Отдыхать было некогда, но Ваня, помог снять Мэй рюкзак, снял свой и присел на лавочку из толстой сухой лиственницы, лежавшей у входа в зимовье, чтобы перекурить. Мэй села рядом, почти касаясь его плеча, и терпеливо ждала, когда он покурит. Как отныне "хозяйка" этого приюта, она знала, что дел предстоит много, чтобы обустроить сравнительно комфортную жизнь на целых полтора месяца. Покурив, Ваня встал и открыл дверь зимовья, которая естественно не была заперта на замок, а лишь притворена и подперта снаружи жердью. Войдя, они поставили рюкзаки на нары, и Ваня хотел уже было приниматься за дела, но Мэй остановила его: "Иван Сергеевич, вам сначала надо переодеться в сухое, – ведь вы промокли и под дождем, и перенося меня через реку..." – "Ну, я хорош! О том, что на вас тоже все мокрое и не подумал... Извините меня... Я выйду, а вы переодевайтесь, а я после вас..." – "Нет, так не годится, пойдемте вместе... Просто отвернемся и переоденемся... А то я боюсь, вы простудитесь..." Переодевание заняло минут пятнадцать. А потом, не сговариваясь, оба принялись за свои предначертанные природой дела. Мэй нашла кастрюли, чайник, сковороду и пошла на ручей вымыть тщательно с песком всю эту нехитрую утварь, а Ваня пошел за дровами, благо они были совсем рядом, – метрах в ста от зимовья стояли многочисленные сухие стволы лиственниц разного возраста. Он подошел к первой подходящей – не самой толстой и не самой тонкой – и принялся ее толкать и раскачивать, зная по опыту прежних экспедиций, что коренится она неглубоко и от усилий неминуемо рухнет. Но лиственница не поддавалась, только то тут, то там вздымалась и оседала почва, где находились ее старые, отмершие, но еще прочные смолистые корни.

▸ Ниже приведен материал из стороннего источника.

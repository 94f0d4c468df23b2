//! Block cache with pin counting and deterministic write-back.
//!
//! Cached pages live in a fixed set of frames. A frame is either free, pinned
//! (pin count > 0) or sitting in the unpinned LRU list, most recently used
//! first. A miss takes a free frame or evicts the LRU tail, writing it back
//! first when dirty. Pinned frames are never in the LRU list, so they can
//! never be chosen for eviction.

use std::collections::HashMap;
use std::ops::Deref;

use log::trace;

use crate::block::BlockStorage;
use crate::{BlockId, Result, StorageError};

type FrameId = usize;

struct Frame {
    block: Option<BlockId>,
    data: Box<[u8]>,
    pin_count: u32,
    dirty: bool,
    /// Neighbour closer to the MRU end.
    prev: Option<FrameId>,
    /// Neighbour closer to the LRU end.
    next: Option<FrameId>,
}

/// Counters describing the cache.
#[derive(Debug, Clone, Default, PartialEq, Eq)]
pub struct PagerStats {
    pub capacity: usize,
    pub cached: usize,
    pub pinned: usize,
    pub dirty: usize,
    pub hits: u64,
    pub misses: u64,
    pub evictions: u64,
    pub writes: u64,
}

pub struct Pager<S: BlockStorage> {
    storage: S,
    block_size: usize,
    frames: Vec<Frame>,
    table: HashMap<BlockId, FrameId>,
    free: Vec<FrameId>,
    lru_head: Option<FrameId>,
    lru_tail: Option<FrameId>,
    hits: u64,
    misses: u64,
    evictions: u64,
    writes: u64,
}

impl<S: BlockStorage> Pager<S> {
    pub fn new(storage: S, capacity: usize) -> Self {
        let block_size = storage.block_size();
        let frames = (0..capacity)
            .map(|_| Frame {
                block: None,
                data: vec![0u8; block_size].into_boxed_slice(),
                pin_count: 0,
                dirty: false,
                prev: None,
                next: None,
            })
            .collect();

        Self {
            storage,
            block_size,
            frames,
            table: HashMap::with_capacity(capacity),
            // Popped from the back, so frame 0 is handed out first
            free: (0..capacity).rev().collect(),
            lru_head: None,
            lru_tail: None,
            hits: 0,
            misses: 0,
            evictions: 0,
            writes: 0,
        }
    }

    pub fn block_size(&self) -> usize {
        self.block_size
    }

    pub fn capacity(&self) -> usize {
        self.frames.len()
    }

    pub fn num_blocks(&self) -> u64 {
        self.storage.num_blocks()
    }

    /// Resizes the underlying storage. Cached pages beyond the new end are
    /// dropped without write-back.
    pub fn set_num_blocks(&mut self, num_blocks: u64) -> Result<()> {
        let doomed: Vec<BlockId> = self
            .table
            .keys()
            .copied()
            .filter(|&id| id >= num_blocks)
            .collect();
        for id in doomed {
            let frame = self.table[&id];
            if self.frames[frame].pin_count > 0 {
                panic!("pager: truncating pinned block {}", id);
            }
            self.evict_frame(frame);
        }
        self.storage.set_num_blocks(num_blocks)
    }

    pub fn is_cached(&self, id: BlockId) -> bool {
        self.table.contains_key(&id)
    }

    pub fn pin_count(&self, id: BlockId) -> u32 {
        self.table
            .get(&id)
            .map(|&f| self.frames[f].pin_count)
            .unwrap_or(0)
    }

    /// Pins block `id`, loading it from storage on a miss.
    pub fn pin(&mut self, id: BlockId) -> Result<PageGuard<'_, S>> {
        let frame = self.acquire(id, false)?;
        Ok(PageGuard {
            pager: self,
            frame,
            block: id,
        })
    }

    /// Pins block `id` without reading it: the page starts zeroed and dirty.
    /// For callers about to overwrite the whole block.
    pub fn pin_erased(&mut self, id: BlockId) -> Result<PageGuard<'_, S>> {
        let frame = self.acquire(id, true)?;
        Ok(PageGuard {
            pager: self,
            frame,
            block: id,
        })
    }

    /// Copies block `id` into `buf`.
    pub fn read_block(&mut self, id: BlockId, buf: &mut [u8]) -> Result<()> {
        let page = self.pin(id)?;
        buf.copy_from_slice(&page);
        Ok(())
    }

    /// Replaces the content of block `id` with `buf`.
    pub fn write_block(&mut self, id: BlockId, buf: &[u8]) -> Result<()> {
        let mut page = self.pin_erased(id)?;
        page.data_mut().copy_from_slice(buf);
        Ok(())
    }

    fn acquire(&mut self, id: BlockId, erase: bool) -> Result<FrameId> {
        if let Some(&frame) = self.table.get(&id) {
            self.hits += 1;
            if self.frames[frame].pin_count == 0 {
                self.lru_unlink(frame);
            }
            self.frames[frame].pin_count += 1;
            if erase {
                self.frames[frame].data.fill(0);
                self.frames[frame].dirty = true;
            }
            return Ok(frame);
        }

        self.misses += 1;
        let frame = self.obtain_frame()?;
        if erase {
            self.frames[frame].data.fill(0);
        } else if let Err(e) = self.storage.read_block(id, &mut self.frames[frame].data) {
            self.free.push(frame);
            return Err(e);
        }

        let f = &mut self.frames[frame];
        f.block = Some(id);
        f.pin_count = 1;
        f.dirty = erase;
        self.table.insert(id, frame);
        Ok(frame)
    }

    /// Returns a frame ready to hold a new block: a free one, or the LRU tail
    /// after writing it back.
    fn obtain_frame(&mut self) -> Result<FrameId> {
        if let Some(frame) = self.free.pop() {
            return Ok(frame);
        }

        let victim = self.lru_tail.ok_or(StorageError::CacheExhausted {
            capacity: self.frames.len(),
        })?;
        if self.frames[victim].pin_count != 0 {
            panic!("pager: pinned frame {} found in the LRU list", victim);
        }
        self.write_frame(victim)?;
        trace!(
            "pager: evicting block {:?} from frame {}",
            self.frames[victim].block,
            victim
        );
        self.evictions += 1;
        self.evict_frame(victim);
        Ok(self.free.pop().unwrap_or(victim))
    }

    /// Drops a frame's identity and returns it to the free pool.
    fn evict_frame(&mut self, frame: FrameId) {
        self.lru_unlink(frame);
        if let Some(block) = self.frames[frame].block.take() {
            self.table.remove(&block);
        }
        self.frames[frame].dirty = false;
        self.frames[frame].pin_count = 0;
        self.free.push(frame);
    }

    fn release(&mut self, frame: FrameId) {
        let f = &mut self.frames[frame];
        if f.pin_count == 0 {
            panic!("pager: unpin of unpinned block {:?}", f.block);
        }
        f.pin_count -= 1;
        if f.pin_count == 0 {
            self.lru_push_front(frame);
        }
    }

    fn write_frame(&mut self, frame: FrameId) -> Result<()> {
        let f = &mut self.frames[frame];
        if let (true, Some(block)) = (f.dirty, f.block) {
            trace!("pager: writing back block {}", block);
            self.storage.write_block(block, &f.data)?;
            f.dirty = false;
            self.writes += 1;
        }
        Ok(())
    }

    /// Writes block `id` back if it is cached and dirty.
    pub fn write_back(&mut self, id: BlockId) -> Result<()> {
        match self.table.get(&id) {
            Some(&frame) => self.write_frame(frame),
            None => Ok(()),
        }
    }

    /// Writes block `id` back and removes it from the cache.
    pub fn unload(&mut self, id: BlockId) -> Result<()> {
        if let Some(&frame) = self.table.get(&id) {
            if self.frames[frame].pin_count > 0 {
                panic!("pager: unload of pinned block {}", id);
            }
            self.write_frame(frame)?;
            self.evict_frame(frame);
        }
        Ok(())
    }

    /// Writes every dirty page, in block order, then flushes the storage.
    pub fn flush(&mut self) -> Result<()> {
        let mut dirty: Vec<(BlockId, FrameId)> = self
            .table
            .iter()
            .filter(|(_, &f)| self.frames[f].dirty)
            .map(|(&b, &f)| (b, f))
            .collect();
        dirty.sort_unstable();

        for (_, frame) in dirty {
            self.write_frame(frame)?;
        }
        self.storage.flush()
    }

    pub fn stats(&self) -> PagerStats {
        let cached: Vec<&Frame> = self.table.values().map(|&f| &self.frames[f]).collect();
        PagerStats {
            capacity: self.frames.len(),
            cached: cached.len(),
            pinned: cached.iter().filter(|f| f.pin_count > 0).count(),
            dirty: cached.iter().filter(|f| f.dirty).count(),
            hits: self.hits,
            misses: self.misses,
            evictions: self.evictions,
            writes: self.writes,
        }
    }

    pub fn storage(&self) -> &S {
        &self.storage
    }

    /// Flushes and hands back the underlying storage.
    pub fn into_storage(mut self) -> Result<S> {
        self.flush()?;
        Ok(self.storage)
    }

    fn lru_unlink(&mut self, frame: FrameId) {
        let (prev, next) = (self.frames[frame].prev, self.frames[frame].next);
        let linked = prev.is_some() || next.is_some() || self.lru_head == Some(frame);
        if !linked {
            return;
        }
        match prev {
            Some(p) => self.frames[p].next = next,
            None => self.lru_head = next,
        }
        match next {
            Some(n) => self.frames[n].prev = prev,
            None => self.lru_tail = prev,
        }
        self.frames[frame].prev = None;
        self.frames[frame].next = None;
    }

    fn lru_push_front(&mut self, frame: FrameId) {
        self.frames[frame].prev = None;
        self.frames[frame].next = self.lru_head;
        match self.lru_head {
            Some(h) => self.frames[h].prev = Some(frame),
            None => self.lru_tail = Some(frame),
        }
        self.lru_head = Some(frame);
    }
}

/// Scoped pin on one cached block. Dropping the guard unpins the block on
/// every exit path.
pub struct PageGuard<'a, S: BlockStorage> {
    pager: &'a mut Pager<S>,
    frame: FrameId,
    block: BlockId,
}

impl<'a, S: BlockStorage> PageGuard<'a, S> {
    pub fn block(&self) -> BlockId {
        self.block
    }

    /// Mutable access to the page bytes; marks the page dirty.
    pub fn data_mut(&mut self) -> &mut [u8] {
        let frame = &mut self.pager.frames[self.frame];
        frame.dirty = true;
        &mut frame.data
    }

    pub fn is_dirty(&self) -> bool {
        self.pager.frames[self.frame].dirty
    }

    /// The pager this page is pinned in. The page stays pinned while other
    /// blocks are loaded through it.
    pub fn pager(&mut self) -> &mut Pager<S> {
        self.pager
    }
}

impl<S: BlockStorage> Deref for PageGuard<'_, S> {
    type Target = [u8];

    fn deref(&self) -> &[u8] {
        &self.pager.frames[self.frame].data
    }
}

impl<S: BlockStorage> Drop for PageGuard<'_, S> {
    fn drop(&mut self) {
        self.pager.release(self.frame);
    }
}

#[cfg(test)]
mod tests {
    use super::*;
    use crate::block::MemoryBlockStorage;

    fn create_test_pager(blocks: u64, capacity: usize) -> Pager<MemoryBlockStorage> {
        let mut storage = MemoryBlockStorage::new(64);
        storage.set_num_blocks(blocks).unwrap();
        Pager::new(storage, capacity)
    }

    #[test]
    fn test_pin_loads_and_caches() {
        let mut pager = create_test_pager(4, 2);
        {
            let page = pager.pin(1).unwrap();
            assert_eq!(page.block(), 1);
            assert!(page.iter().all(|&b| b == 0));
        }
        assert!(pager.is_cached(1));
        pager.pin(1).unwrap();

        let stats = pager.stats();
        assert_eq!(stats.misses, 1);
        assert_eq!(stats.hits, 1);
        assert_eq!(stats.pinned, 0);
    }

    #[test]
    fn test_dirty_page_is_written_on_flush() {
        let mut pager = create_test_pager(4, 4);
        {
            let mut page = pager.pin(2).unwrap();
            page.data_mut()[0] = 0xab;
            assert!(page.is_dirty());
        }
        assert_eq!(pager.stats().dirty, 1);
        pager.flush().unwrap();
        assert_eq!(pager.stats().dirty, 0);

        let mut storage = pager.into_storage().unwrap();
        let mut buf = vec![0u8; 64];
        storage.read_block(2, &mut buf).unwrap();
        assert_eq!(buf[0], 0xab);
        assert_eq!(storage.flush_count(), 2);
    }

    #[test]
    fn test_eviction_writes_back_lru_tail() {
        let mut pager = create_test_pager(8, 2);
        pager.write_block(1, &[1u8; 64]).unwrap();
        pager.write_block(2, &[2u8; 64]).unwrap();
        // Touch 1 so that 2 becomes the LRU tail
        pager.pin(1).unwrap();
        pager.pin(3).unwrap();

        assert!(pager.is_cached(1));
        assert!(!pager.is_cached(2));
        assert_eq!(pager.stats().evictions, 1);

        let mut buf = vec![0u8; 64];
        pager.read_block(2, &mut buf).unwrap();
        assert_eq!(buf, vec![2u8; 64]);
    }

    #[test]
    fn test_pinned_page_is_never_evicted() {
        let mut pager = create_test_pager(8, 2);
        let mut page = pager.pin(5).unwrap();
        page.data_mut()[3] = 7;
        for id in 0..8 {
            if id != 5 {
                page.pager().pin(id).unwrap();
            }
        }
        assert_eq!(page.pager().pin_count(5), 1);
        assert_eq!(page[3], 7);
    }

    #[test]
    fn test_cache_exhausted_when_all_pinned() {
        let mut pager = create_test_pager(4, 2);
        let mut a = pager.pin(0).unwrap();
        let mut b = a.pager().pin(1).unwrap();
        let err = b.pager().pin(2).err().unwrap();
        assert!(matches!(err, StorageError::CacheExhausted { capacity: 2 }));
    }

    #[test]
    fn test_erased_pin_skips_read() {
        let mut pager = create_test_pager(4, 4);
        pager.write_block(1, &[9u8; 64]).unwrap();
        pager.flush().unwrap();
        pager.unload(1).unwrap();
        let misses = pager.stats().misses;

        let page = pager.pin_erased(1).unwrap();
        assert!(page.iter().all(|&b| b == 0));
        assert!(page.is_dirty());
        drop(page);
        assert_eq!(pager.stats().misses, misses + 1);
    }

    #[test]
    fn test_unload_flushes_first() {
        let mut pager = create_test_pager(4, 4);
        pager.write_block(3, &[4u8; 64]).unwrap();
        pager.unload(3).unwrap();
        assert!(!pager.is_cached(3));

        let mut buf = vec![0u8; 64];
        pager.read_block(3, &mut buf).unwrap();
        assert_eq!(buf, vec![4u8; 64]);
    }

    #[test]
    fn test_set_num_blocks_grows_storage() {
        let mut pager = create_test_pager(2, 4);
        pager.set_num_blocks(10).unwrap();
        assert_eq!(pager.num_blocks(), 10);
        pager.pin(9).unwrap();
        pager.set_num_blocks(5).unwrap();
        assert!(!pager.is_cached(9));
    }

    #[test]
    #[should_panic(expected = "unload of pinned block")]
    fn test_unload_pinned_panics() {
        let mut pager = create_test_pager(4, 4);
        let mut page = pager.pin(1).unwrap();
        page.pager().unload(1).unwrap();
    }
}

  Минут десять он раскачивал упрямое дерево и хотел уже было взяться за топор и срубить его, но тут за спиной послышался голосок Мэй: "Давайте я вам помогу!" Не дожидаясь ответа, она уперлась своими тонкими ручками в мокрый ствол дерева и они вместе стали его толкать. От одного звука ее голоса в него влилась та самая могучая сила, которая позволила ему устоять в бурной Кручине и перенести Мэй и ее рюкзак на другой берег, и лиственница поддалась и рухнула на землю, воздев вверх длинные разветвленные корни так быстро, что оба они едва успели отскочить в сторону, чтобы их не задело". Я без вас не управился бы..." – смущенно сказал Ваня и был вознагражден ее улыбкой, в которой ему почудилась нежность...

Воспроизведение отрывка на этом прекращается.